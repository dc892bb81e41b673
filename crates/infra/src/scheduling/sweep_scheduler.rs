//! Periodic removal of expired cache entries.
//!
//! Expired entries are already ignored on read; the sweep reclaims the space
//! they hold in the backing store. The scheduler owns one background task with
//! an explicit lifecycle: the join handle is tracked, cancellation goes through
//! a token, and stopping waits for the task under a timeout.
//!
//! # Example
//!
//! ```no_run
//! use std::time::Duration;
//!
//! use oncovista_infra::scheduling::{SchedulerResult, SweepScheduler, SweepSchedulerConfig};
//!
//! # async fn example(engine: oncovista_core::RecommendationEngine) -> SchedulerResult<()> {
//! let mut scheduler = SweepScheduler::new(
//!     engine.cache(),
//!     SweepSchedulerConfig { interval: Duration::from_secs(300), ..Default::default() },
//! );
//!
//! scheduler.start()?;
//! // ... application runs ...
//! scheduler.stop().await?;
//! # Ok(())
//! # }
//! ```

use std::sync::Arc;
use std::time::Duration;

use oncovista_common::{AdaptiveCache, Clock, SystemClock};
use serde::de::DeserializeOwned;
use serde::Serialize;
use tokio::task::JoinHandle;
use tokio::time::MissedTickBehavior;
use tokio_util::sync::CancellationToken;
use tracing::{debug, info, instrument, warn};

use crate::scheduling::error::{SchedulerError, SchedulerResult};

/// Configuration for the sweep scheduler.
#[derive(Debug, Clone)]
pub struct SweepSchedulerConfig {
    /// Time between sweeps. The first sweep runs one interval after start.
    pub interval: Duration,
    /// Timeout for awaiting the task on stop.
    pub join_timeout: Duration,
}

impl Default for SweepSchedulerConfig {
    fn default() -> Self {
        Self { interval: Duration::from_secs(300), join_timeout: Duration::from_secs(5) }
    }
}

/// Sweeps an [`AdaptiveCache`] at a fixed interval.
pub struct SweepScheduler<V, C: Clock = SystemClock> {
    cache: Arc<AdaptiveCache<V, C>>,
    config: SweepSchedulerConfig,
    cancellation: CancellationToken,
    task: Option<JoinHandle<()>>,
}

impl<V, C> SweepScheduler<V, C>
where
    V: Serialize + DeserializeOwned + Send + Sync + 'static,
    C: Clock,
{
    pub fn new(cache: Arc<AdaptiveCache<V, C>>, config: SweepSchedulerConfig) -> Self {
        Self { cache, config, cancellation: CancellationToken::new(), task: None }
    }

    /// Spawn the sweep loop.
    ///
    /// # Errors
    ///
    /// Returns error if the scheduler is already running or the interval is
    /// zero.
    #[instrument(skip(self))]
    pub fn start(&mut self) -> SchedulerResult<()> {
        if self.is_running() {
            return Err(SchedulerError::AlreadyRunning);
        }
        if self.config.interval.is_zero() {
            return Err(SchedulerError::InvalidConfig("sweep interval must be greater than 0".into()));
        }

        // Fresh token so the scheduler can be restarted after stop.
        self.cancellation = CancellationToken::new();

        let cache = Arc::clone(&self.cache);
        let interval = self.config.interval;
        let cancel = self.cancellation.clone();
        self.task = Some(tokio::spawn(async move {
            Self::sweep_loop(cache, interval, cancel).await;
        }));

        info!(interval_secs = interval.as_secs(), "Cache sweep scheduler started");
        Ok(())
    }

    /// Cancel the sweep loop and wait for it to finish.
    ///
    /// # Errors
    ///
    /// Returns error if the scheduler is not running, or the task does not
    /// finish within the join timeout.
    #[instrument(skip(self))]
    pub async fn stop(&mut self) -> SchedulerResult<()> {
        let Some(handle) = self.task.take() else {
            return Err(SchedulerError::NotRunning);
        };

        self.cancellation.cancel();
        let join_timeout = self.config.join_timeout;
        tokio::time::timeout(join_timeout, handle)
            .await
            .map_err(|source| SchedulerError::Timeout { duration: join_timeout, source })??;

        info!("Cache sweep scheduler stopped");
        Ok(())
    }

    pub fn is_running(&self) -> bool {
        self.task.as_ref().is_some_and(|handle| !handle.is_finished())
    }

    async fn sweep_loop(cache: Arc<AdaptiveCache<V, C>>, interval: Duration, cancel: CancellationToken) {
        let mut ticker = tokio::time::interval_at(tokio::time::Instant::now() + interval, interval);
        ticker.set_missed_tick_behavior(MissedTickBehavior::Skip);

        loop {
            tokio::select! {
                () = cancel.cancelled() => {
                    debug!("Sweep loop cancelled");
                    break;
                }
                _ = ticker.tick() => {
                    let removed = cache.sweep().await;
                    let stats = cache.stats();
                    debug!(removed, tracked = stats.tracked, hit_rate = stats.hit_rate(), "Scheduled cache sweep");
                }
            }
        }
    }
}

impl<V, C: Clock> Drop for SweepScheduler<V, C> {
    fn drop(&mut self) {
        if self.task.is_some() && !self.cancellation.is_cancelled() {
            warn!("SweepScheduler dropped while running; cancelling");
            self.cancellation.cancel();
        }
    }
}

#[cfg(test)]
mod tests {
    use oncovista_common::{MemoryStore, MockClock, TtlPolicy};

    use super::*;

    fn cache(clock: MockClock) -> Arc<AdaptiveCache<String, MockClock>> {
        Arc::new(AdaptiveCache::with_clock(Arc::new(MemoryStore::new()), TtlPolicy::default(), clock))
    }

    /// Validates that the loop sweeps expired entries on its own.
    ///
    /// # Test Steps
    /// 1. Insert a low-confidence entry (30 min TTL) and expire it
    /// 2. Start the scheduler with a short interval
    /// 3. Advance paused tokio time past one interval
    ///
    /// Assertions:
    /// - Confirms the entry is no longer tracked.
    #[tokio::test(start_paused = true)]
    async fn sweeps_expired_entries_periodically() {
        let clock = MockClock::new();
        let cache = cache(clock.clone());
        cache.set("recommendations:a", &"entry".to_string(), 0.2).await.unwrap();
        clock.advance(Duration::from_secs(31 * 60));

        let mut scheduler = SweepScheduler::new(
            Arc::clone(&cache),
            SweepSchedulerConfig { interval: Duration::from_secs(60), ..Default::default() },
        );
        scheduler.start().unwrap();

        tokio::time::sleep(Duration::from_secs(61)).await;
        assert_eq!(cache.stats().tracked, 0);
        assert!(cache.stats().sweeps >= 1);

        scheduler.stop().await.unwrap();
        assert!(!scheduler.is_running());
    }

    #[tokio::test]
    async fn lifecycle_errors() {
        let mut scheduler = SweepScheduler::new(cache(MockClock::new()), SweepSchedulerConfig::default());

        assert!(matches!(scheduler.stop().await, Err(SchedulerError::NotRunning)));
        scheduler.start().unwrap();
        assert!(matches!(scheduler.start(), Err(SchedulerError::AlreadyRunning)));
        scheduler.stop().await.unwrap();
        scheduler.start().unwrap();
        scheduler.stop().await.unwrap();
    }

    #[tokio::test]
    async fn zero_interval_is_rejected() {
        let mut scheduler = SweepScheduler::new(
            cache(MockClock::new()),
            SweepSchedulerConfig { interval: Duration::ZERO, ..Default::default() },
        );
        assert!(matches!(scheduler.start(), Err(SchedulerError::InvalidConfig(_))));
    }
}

* WORK TO COMPLETE
In the listing above, find the line with "pub fn is_running(&self)" and the line with "a short interval", then print exactly those two lines and every line between them, and nothing more.

* ANSWER TO THIS PROBLEM
    pub fn is_running(&self) -> bool {
        self.task.as_ref().is_some_and(|handle| !handle.is_finished())
    }

    async fn sweep_loop(cache: Arc<AdaptiveCache<V, C>>, interval: Duration, cancel: CancellationToken) {
        let mut ticker = tokio::time::interval_at(tokio::time::Instant::now() + interval, interval);
        ticker.set_missed_tick_behavior(MissedTickBehavior::Skip);

        loop {
            tokio::select! {
                () = cancel.cancelled() => {
                    debug!("Sweep loop cancelled");
                    break;
                }
                _ = ticker.tick() => {
                    let removed = cache.sweep().await;
                    let stats = cache.stats();
                    debug!(removed, tracked = stats.tracked, hit_rate = stats.hit_rate(), "Scheduled cache sweep");
                }
            }
        }
    }
}

impl<V, C: Clock> Drop for SweepScheduler<V, C> {
    fn drop(&mut self) {
        if self.task.is_some() && !self.cancellation.is_cancelled() {
            warn!("SweepScheduler dropped while running; cancelling");
            self.cancellation.cancel();
        }
    }
}

#[cfg(test)]
mod tests {
    use oncovista_common::{MemoryStore, MockClock, TtlPolicy};

    use super::*;

    fn cache(clock: MockClock) -> Arc<AdaptiveCache<String, MockClock>> {
        Arc::new(AdaptiveCache::with_clock(Arc::new(MemoryStore::new()), TtlPolicy::default(), clock))
    }

    /// Validates that the loop sweeps expired entries on its own.
    ///
    /// # Test Steps
    /// 1. Insert a low-confidence entry (30 min TTL) and expire it
    /// 2. Start the scheduler with a short interval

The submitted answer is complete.